Presentation #3: Emergence of New Transcatheter Mitral Valve Replacement and Transcatheter Mitral Repair Devices (Anita Asgar; Vincent Chan)

Anita Asgar spoke from an interventional cardiological perspective and Vincent Chan from a surgical perspective. The presentations focused on the use of devices to repair or replace leaking mitral valves. While Mitraclip has been on the market for several years, other percutaneous mitral valve repair or replacement technologies have been slow in developing, and many have been associated with poor clinical outcomes. The mitral valve and mitral valve disease are complex, and there are currently many devices under clinical investigation for the treatment of mitral regurgitation (MR).

The presentations provided an update on the clinically acceptable outcomes for different patient populations for a wide range of devices that address leaflet repair (edge-to-edge), annular repair (annuloplasty), chordal repair or replacement, and valve repair and replacement. The presentation proposed ideal characteristics for a percutaneous mitral valve repair system, including transeptal delivery; the ability to reposition the device for proper alignment; non-obstruction of the left ventricular outflow track; avoiding the need for long-term anticoagulation; and an allowance for future interventions.

The presentation also provided guidance on clinical trial design considerations (i.e., trial design, patient population (e.g., primary vs. secondary MR), patient exclusion criteria, control group, and study size).
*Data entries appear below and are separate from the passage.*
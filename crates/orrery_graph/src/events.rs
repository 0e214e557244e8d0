//! Lifecycle events and named listeners.
//!
//! The graph emits a [`LifecycleEvent`] for every node transition. Listeners
//! are registered by name on the graph and run in registration order, on the
//! thread performing the transition, outside any node lock.
//!
//! # Example
//!
//! ```
//! use std::sync::Arc;
//! use parking_lot::Mutex;
//! use orrery_graph::{DependencyGraph, LifecycleEvent, NodeDescriptor};
//!
//! let graph = DependencyGraph::new();
//! let seen = Arc::new(Mutex::new(Vec::new()));
//! let sink = Arc::clone(&seen);
//! graph
//!     .register_listener("audit", move |event: &LifecycleEvent| {
//!         sink.lock().push(event.to_string());
//!     })
//!     .unwrap();
//!
//! graph.register(NodeDescriptor::new("db", |_| Ok(()))).unwrap();
//! graph.start("db").unwrap();
//! assert_eq!(seen.lock().as_slice(), ["db starting", "db up"]);
//! ```

use core::fmt;
use core::time::Duration;
use std::sync::Arc;

use parking_lot::RwLock;

use crate::error::ListenerError;

/// A node lifecycle transition.
#[derive(Debug, Clone, PartialEq, Eq)]
pub enum LifecycleEvent {
    /// The node's factory is about to run.
    Starting {
        /// Node name.
        node: String,
    },
    /// The node is up.
    Up {
        /// Node name.
        node: String,
        /// Time spent in the factory.
        duration: Duration,
    },
    /// The node failed to start and is down again.
    StartFailed {
        /// Node name.
        node: String,
        /// Rendered failure.
        error: String,
    },
    /// The node's disposer is about to run.
    Stopping {
        /// Node name.
        node: String,
    },
    /// The node is down.
    Down {
        /// Node name.
        node: String,
    },
    /// The node's disposer failed. The node still goes down.
    DisposeFailed {
        /// Node name.
        node: String,
        /// Rendered failure.
        error: String,
    },
}

impl LifecycleEvent {
    /// Returns the name of the node the event concerns.
    #[must_use]
    pub fn node(&self) -> &str {
        match self {
            LifecycleEvent::Starting { node }
            | LifecycleEvent::Up { node, .. }
            | LifecycleEvent::StartFailed { node, .. }
            | LifecycleEvent::Stopping { node }
            | LifecycleEvent::Down { node }
            | LifecycleEvent::DisposeFailed { node, .. } => node,
        }
    }
}

/// Renders as `"<node> <transition>"`, without durations or error text.
impl fmt::Display for LifecycleEvent {
    fn fmt(&self, f: &mut fmt::Formatter<'_>) -> fmt::Result {
        let transition = match self {
            LifecycleEvent::Starting { .. } => "starting",
            LifecycleEvent::Up { .. } => "up",
            LifecycleEvent::StartFailed { .. } => "start failed",
            LifecycleEvent::Stopping { .. } => "stopping",
            LifecycleEvent::Down { .. } => "down",
            LifecycleEvent::DisposeFailed { .. } => "dispose failed",
        };
        write!(f, "{} {}", self.node(), transition)
    }
}

type Listener = Arc<dyn Fn(&LifecycleEvent) + Send + Sync>;

struct ListenerEntry {
    name: String,
    listener: Listener,
}

/// Ordered set of named listeners.
#[derive(Default)]
pub(crate) struct Listeners {
    entries: RwLock<Vec<ListenerEntry>>,
}

impl Listeners {
    pub(crate) fn register(
        &self,
        name: String,
        listener: impl Fn(&LifecycleEvent) + Send + Sync + 'static,
    ) -> Result<(), ListenerError> {
        let mut entries = self.entries.write();
        if entries.iter().any(|entry| entry.name == name) {
            return Err(ListenerError::DuplicateName { name });
        }
        entries.push(ListenerEntry {
            name,
            listener: Arc::new(listener),
        });
        Ok(())
    }

    pub(crate) fn unregister(&self, name: &str) -> bool {
        let mut entries = self.entries.write();
        let before = entries.len();
        entries.retain(|entry| entry.name != name);
        entries.len() != before
    }

    pub(crate) fn names(&self) -> Vec<String> {
        self.entries.read().iter().map(|entry| entry.name.clone()).collect()
    }

    /// Delivers an event to every listener in registration order.
    ///
    /// The event is only built when at least one listener is registered.
    pub(crate) fn emit(&self, event: impl FnOnce() -> LifecycleEvent) {
        // Snapshot so listeners may register or remove listeners themselves.
        let listeners: Vec<Listener> = self
            .entries
            .read()
            .iter()
            .map(|entry| Arc::clone(&entry.listener))
            .collect();
        if listeners.is_empty() {
            return;
        }
        let event = event();
        for listener in listeners {
            listener(&event);
        }
    }
}
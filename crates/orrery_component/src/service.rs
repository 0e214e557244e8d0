//! Opaque service values delivered to references.

use core::any::Any;
use core::fmt;
use core::sync::atomic::{AtomicU64, Ordering};
use std::sync::Arc;

/// Process-wide counter backing [`ServiceId`] allocation.
static NEXT_SERVICE_ID: AtomicU64 = AtomicU64::new(1);

/// Identity of a published service instance.
///
/// Two [`ServiceRef`]s are equal exactly when they share a `ServiceId`, no
/// matter what the instance contains.
#[derive(Debug, Clone, Copy, PartialEq, Eq, Hash, PartialOrd, Ord)]
pub struct ServiceId(u64);

impl ServiceId {
    fn next() -> Self {
        Self(NEXT_SERVICE_ID.fetch_add(1, Ordering::Relaxed))
    }

    /// Returns the raw id value.
    #[must_use]
    pub fn get(&self) -> u64 {
        self.0
    }
}

impl fmt::Display for ServiceId {
    fn fmt(&self, f: &mut fmt::Formatter<'_>) -> fmt::Result {
        write!(f, "service_{}", self.0)
    }
}

/// A type-erased, shareable service instance tagged with its interface name.
///
/// The interface name is only a lookup key: references and the
/// [`ServiceRegistry`](crate::ServiceRegistry) match on it, while consumers
/// recover the concrete type with [`downcast`](Self::downcast).
///
/// # Example
///
/// ```
/// use orrery_component::ServiceRef;
///
/// struct Clock;
///
/// let service = ServiceRef::new("clock", Clock);
/// assert_eq!(service.interface(), "clock");
/// assert!(service.downcast::<Clock>().is_some());
/// assert!(service.downcast::<String>().is_none());
/// ```
#[derive(Clone)]
pub struct ServiceRef {
    id: ServiceId,
    interface: Arc<str>,
    instance: Arc<dyn Any + Send + Sync>,
}

impl ServiceRef {
    /// Wraps `instance` as a new service with a fresh [`ServiceId`].
    #[must_use]
    pub fn new<T: Any + Send + Sync>(interface: impl AsRef<str>, instance: T) -> Self {
        Self::from_arc(interface, Arc::new(instance))
    }

    /// Wraps an already shared instance as a new service with a fresh [`ServiceId`].
    #[must_use]
    pub fn from_arc(interface: impl AsRef<str>, instance: Arc<dyn Any + Send + Sync>) -> Self {
        Self {
            id: ServiceId::next(),
            interface: Arc::from(interface.as_ref()),
            instance,
        }
    }

    /// Returns the identity of this service.
    #[must_use]
    pub fn id(&self) -> ServiceId {
        self.id
    }

    /// Returns the interface name this service is published under.
    #[must_use]
    pub fn interface(&self) -> &str {
        &self.interface
    }

    /// Returns the instance as `T`, or `None` if it has another type.
    #[must_use]
    pub fn downcast<T: Any + Send + Sync>(&self) -> Option<Arc<T>> {
        Arc::clone(&self.instance).downcast::<T>().ok()
    }

    /// Returns the type-erased instance.
    #[must_use]
    pub fn instance(&self) -> &Arc<dyn Any + Send + Sync> {
        &self.instance
    }
}

impl PartialEq for ServiceRef {
    fn eq(&self, other: &Self) -> bool {
        self.id == other.id
    }
}

impl Eq for ServiceRef {}

impl fmt::Debug for ServiceRef {
    fn fmt(&self, f: &mut fmt::Formatter<'_>) -> fmt::Result {
        f.debug_struct("ServiceRef")
            .field("id", &self.id)
            .field("interface", &self.interface)
            .finish_non_exhaustive()
    }
}

impl fmt::Display for ServiceRef {
    fn fmt(&self, f: &mut fmt::Formatter<'_>) -> fmt::Result {
        write!(f, "{}({})", self.interface, self.id)
    }
}

#[cfg(test)]
mod tests {
    use super::*;

    #[test]
    fn equality_is_identity() {
        let a = ServiceRef::new("greeter", 1_u32);
        let b = ServiceRef::new("greeter", 1_u32);

        assert_eq!(a, a.clone());
        assert_ne!(a, b, "same payload, different services");
    }

    #[test]
    fn ids_are_unique_and_increasing() {
        let a = ServiceRef::new("x", ());
        let b = ServiceRef::new("x", ());
        assert!(b.id() > a.id());
    }

    #[test]
    fn downcast_recovers_instance() {
        let service = ServiceRef::new("name", String::from("hello"));
        let value = service.downcast::<String>().expect("should downcast");
        assert_eq!(value.as_str(), "hello");
    }

    #[test]
    fn display_includes_interface() {
        let service = ServiceRef::new("store", ());
        assert!(service.to_string().starts_with("store(service_"));
    }
}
In most cases, trials should be randomized against surgery or the mitral clip for both degenerative and functional MR with endpoints recommended by the Mitral Valve Academic Research Consortium. Exceptions to this include mitral annular calcification, which is not currently well managed with existing therapeutic interventions and might use predefined objective performance criteria that are well matched with the patient population to be studied. It was noted that surgical outcomes for mitral valve replacement and most types of mitral valve repair are quite good and continue to improve, thereby presenting the need for contemporary comparators for clinical trials.

After the presentations, the committee discussed the role of surgeons and interventional cardiologists in the treatment of mitral valve disease and acknowledged the importance of having an interdisciplinary team looking at structural heart disease and heart failure. This is particularly important given the range of treatment options available from medical management to surgical intervention. The importance of site experience (e.g., more than 23 cases per year), long-term outcomes, and patient preference was further discussed.

What Health Canada has heard and Wrap-up (Kevin Day)

Kevin Day thanked the committee for their work and for the excellent discussions of the day. He emphasized that Health Canada strives to ensure timely access to these cardiac medical devices once there is adequate evidence of safety and effectiveness. He noted the importance of accessing clinical trials for emerging technologies and accessing SAP for unmet clinical needs.

While regulating rapidly evolving cardiovascular medical device technologies continues to be challenging, the recommendations and deliberations of the committee provide valuable insight about the safety and effectiveness of these technologies. These committee meetings facilitate an informed assessment of cardiovascular medical devices even in the early stages of clinical data collection and have also helped to contextualize those data.

Next Steps, Closing Remarks and Adjournment of Meeting (John Ducas)

The Chair advised that a high-level summary would be posted on Health Canada's website. He indicated that the next SAC-MDCUS meeting was expected in May or June of 2021. The Chair thanked the members for their contributions and closed the meeting.